[Entries supplied]
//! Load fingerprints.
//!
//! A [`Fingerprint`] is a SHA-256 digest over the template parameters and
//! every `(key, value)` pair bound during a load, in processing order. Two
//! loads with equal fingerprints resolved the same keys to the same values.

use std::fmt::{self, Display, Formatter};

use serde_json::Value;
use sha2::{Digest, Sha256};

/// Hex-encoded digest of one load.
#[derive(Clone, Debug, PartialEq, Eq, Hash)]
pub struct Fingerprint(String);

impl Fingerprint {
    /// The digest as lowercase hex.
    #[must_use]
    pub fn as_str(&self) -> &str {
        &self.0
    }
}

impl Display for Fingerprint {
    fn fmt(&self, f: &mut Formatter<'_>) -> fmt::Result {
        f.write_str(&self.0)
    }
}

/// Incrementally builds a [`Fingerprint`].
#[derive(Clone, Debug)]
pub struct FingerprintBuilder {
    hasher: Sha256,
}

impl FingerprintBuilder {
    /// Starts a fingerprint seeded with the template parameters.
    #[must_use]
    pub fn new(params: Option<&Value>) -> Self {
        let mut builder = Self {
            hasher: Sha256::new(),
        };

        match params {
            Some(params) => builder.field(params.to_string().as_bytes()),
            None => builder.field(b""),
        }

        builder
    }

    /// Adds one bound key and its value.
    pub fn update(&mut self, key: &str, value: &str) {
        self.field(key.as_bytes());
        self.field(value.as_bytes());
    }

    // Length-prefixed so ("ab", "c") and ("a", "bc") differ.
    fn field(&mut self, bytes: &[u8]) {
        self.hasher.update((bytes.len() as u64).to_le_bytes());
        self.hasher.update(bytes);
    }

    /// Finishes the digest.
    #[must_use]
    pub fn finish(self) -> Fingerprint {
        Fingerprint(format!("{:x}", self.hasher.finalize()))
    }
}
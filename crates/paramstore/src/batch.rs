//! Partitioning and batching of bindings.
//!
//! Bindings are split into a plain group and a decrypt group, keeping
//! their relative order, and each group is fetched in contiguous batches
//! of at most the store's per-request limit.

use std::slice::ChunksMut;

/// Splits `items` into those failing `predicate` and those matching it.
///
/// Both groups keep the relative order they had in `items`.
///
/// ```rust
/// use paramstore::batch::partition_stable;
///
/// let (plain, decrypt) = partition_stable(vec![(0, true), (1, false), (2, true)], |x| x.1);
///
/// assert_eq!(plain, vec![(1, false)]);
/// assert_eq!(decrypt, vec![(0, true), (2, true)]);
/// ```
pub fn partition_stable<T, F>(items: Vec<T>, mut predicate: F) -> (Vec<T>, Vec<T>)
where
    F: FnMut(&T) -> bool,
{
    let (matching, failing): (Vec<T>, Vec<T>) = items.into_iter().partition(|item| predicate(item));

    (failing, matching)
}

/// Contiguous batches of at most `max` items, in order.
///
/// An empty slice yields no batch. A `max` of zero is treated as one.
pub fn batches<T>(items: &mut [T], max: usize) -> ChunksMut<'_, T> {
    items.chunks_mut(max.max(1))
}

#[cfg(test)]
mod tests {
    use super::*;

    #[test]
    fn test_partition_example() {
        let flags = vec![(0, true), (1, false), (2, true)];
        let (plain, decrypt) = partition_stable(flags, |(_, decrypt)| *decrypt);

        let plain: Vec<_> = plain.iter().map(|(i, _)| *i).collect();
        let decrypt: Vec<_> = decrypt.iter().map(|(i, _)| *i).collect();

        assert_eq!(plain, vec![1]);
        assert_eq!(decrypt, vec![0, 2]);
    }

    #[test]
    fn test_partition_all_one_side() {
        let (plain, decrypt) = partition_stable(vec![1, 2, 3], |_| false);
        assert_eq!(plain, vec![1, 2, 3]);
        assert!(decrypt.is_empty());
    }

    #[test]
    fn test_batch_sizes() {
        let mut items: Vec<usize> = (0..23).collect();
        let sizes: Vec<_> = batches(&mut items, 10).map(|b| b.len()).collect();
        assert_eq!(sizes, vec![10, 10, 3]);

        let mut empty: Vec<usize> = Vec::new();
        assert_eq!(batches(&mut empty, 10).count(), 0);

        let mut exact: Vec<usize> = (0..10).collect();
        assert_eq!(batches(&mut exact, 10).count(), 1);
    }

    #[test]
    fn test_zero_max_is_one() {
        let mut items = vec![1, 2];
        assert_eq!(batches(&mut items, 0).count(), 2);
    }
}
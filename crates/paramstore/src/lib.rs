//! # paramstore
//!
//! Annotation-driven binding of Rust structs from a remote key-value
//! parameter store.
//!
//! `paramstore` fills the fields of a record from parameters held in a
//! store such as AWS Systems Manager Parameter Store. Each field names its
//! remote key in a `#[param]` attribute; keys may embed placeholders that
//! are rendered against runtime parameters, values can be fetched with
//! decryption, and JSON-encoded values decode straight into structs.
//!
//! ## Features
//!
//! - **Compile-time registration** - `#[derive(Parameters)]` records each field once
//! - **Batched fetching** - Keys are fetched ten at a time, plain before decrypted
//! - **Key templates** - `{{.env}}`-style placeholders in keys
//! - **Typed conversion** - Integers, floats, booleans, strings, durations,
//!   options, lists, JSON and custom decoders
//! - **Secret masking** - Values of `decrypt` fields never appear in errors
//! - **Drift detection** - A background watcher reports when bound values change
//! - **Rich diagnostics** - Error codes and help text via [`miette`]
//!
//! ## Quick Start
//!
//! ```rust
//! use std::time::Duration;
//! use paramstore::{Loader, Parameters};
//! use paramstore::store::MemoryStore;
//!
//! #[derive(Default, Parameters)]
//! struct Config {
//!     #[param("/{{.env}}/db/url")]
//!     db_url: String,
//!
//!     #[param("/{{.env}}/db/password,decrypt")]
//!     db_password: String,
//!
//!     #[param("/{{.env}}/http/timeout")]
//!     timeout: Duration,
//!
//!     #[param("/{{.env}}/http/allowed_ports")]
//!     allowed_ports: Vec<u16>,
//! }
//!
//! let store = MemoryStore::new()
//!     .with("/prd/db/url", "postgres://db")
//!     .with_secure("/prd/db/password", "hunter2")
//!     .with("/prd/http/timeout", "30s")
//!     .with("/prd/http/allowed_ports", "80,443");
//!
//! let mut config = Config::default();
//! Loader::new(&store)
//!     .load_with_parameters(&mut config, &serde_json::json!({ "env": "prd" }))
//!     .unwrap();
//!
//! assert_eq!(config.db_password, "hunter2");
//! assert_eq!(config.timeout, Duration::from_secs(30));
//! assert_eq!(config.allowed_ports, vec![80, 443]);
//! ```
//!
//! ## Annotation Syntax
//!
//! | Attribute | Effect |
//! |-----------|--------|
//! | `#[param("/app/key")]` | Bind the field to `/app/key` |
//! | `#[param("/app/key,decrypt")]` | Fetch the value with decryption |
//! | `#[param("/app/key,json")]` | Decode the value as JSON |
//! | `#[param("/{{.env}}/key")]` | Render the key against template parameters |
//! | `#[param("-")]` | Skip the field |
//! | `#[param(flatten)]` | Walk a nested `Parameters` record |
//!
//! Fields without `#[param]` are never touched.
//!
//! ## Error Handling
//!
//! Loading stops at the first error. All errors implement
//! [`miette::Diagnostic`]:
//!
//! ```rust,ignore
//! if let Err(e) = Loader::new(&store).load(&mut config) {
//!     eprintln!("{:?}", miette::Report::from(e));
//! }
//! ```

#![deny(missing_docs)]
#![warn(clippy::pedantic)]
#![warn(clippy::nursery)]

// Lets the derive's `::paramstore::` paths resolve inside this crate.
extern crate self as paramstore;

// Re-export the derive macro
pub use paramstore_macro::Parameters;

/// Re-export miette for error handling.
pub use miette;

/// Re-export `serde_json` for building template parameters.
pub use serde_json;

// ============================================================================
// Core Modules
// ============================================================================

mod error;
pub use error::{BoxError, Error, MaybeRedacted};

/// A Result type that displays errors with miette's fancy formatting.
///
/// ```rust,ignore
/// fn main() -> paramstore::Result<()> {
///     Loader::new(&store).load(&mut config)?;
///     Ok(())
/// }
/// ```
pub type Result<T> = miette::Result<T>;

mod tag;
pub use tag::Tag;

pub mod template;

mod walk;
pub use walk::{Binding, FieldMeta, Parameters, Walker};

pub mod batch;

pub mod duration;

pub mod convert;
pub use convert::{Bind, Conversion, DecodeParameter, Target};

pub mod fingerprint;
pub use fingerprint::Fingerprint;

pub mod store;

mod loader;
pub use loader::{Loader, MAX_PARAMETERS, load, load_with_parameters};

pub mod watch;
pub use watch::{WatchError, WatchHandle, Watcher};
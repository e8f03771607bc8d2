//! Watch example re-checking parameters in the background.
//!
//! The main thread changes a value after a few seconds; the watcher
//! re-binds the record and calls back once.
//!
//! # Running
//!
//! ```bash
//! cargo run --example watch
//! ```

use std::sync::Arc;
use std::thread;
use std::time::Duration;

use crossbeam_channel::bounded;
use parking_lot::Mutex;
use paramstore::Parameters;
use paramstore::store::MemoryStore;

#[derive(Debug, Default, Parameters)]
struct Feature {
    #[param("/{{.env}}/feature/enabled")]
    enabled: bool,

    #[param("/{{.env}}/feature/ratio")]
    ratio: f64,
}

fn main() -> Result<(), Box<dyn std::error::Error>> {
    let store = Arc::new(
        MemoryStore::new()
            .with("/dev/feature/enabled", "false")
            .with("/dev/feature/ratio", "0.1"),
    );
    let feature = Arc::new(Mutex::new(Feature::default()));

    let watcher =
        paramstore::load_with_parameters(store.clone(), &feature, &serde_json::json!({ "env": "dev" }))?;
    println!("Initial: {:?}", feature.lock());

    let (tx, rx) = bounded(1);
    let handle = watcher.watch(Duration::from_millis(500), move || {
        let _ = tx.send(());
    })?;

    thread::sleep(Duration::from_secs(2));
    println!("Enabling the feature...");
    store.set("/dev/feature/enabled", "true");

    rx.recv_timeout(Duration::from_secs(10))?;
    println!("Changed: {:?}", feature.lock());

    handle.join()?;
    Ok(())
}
[/Entries supplied]
Task directions: Tell how many lines in the entries above include the string "Annotation", and write nothing but the number.

Written reply: 2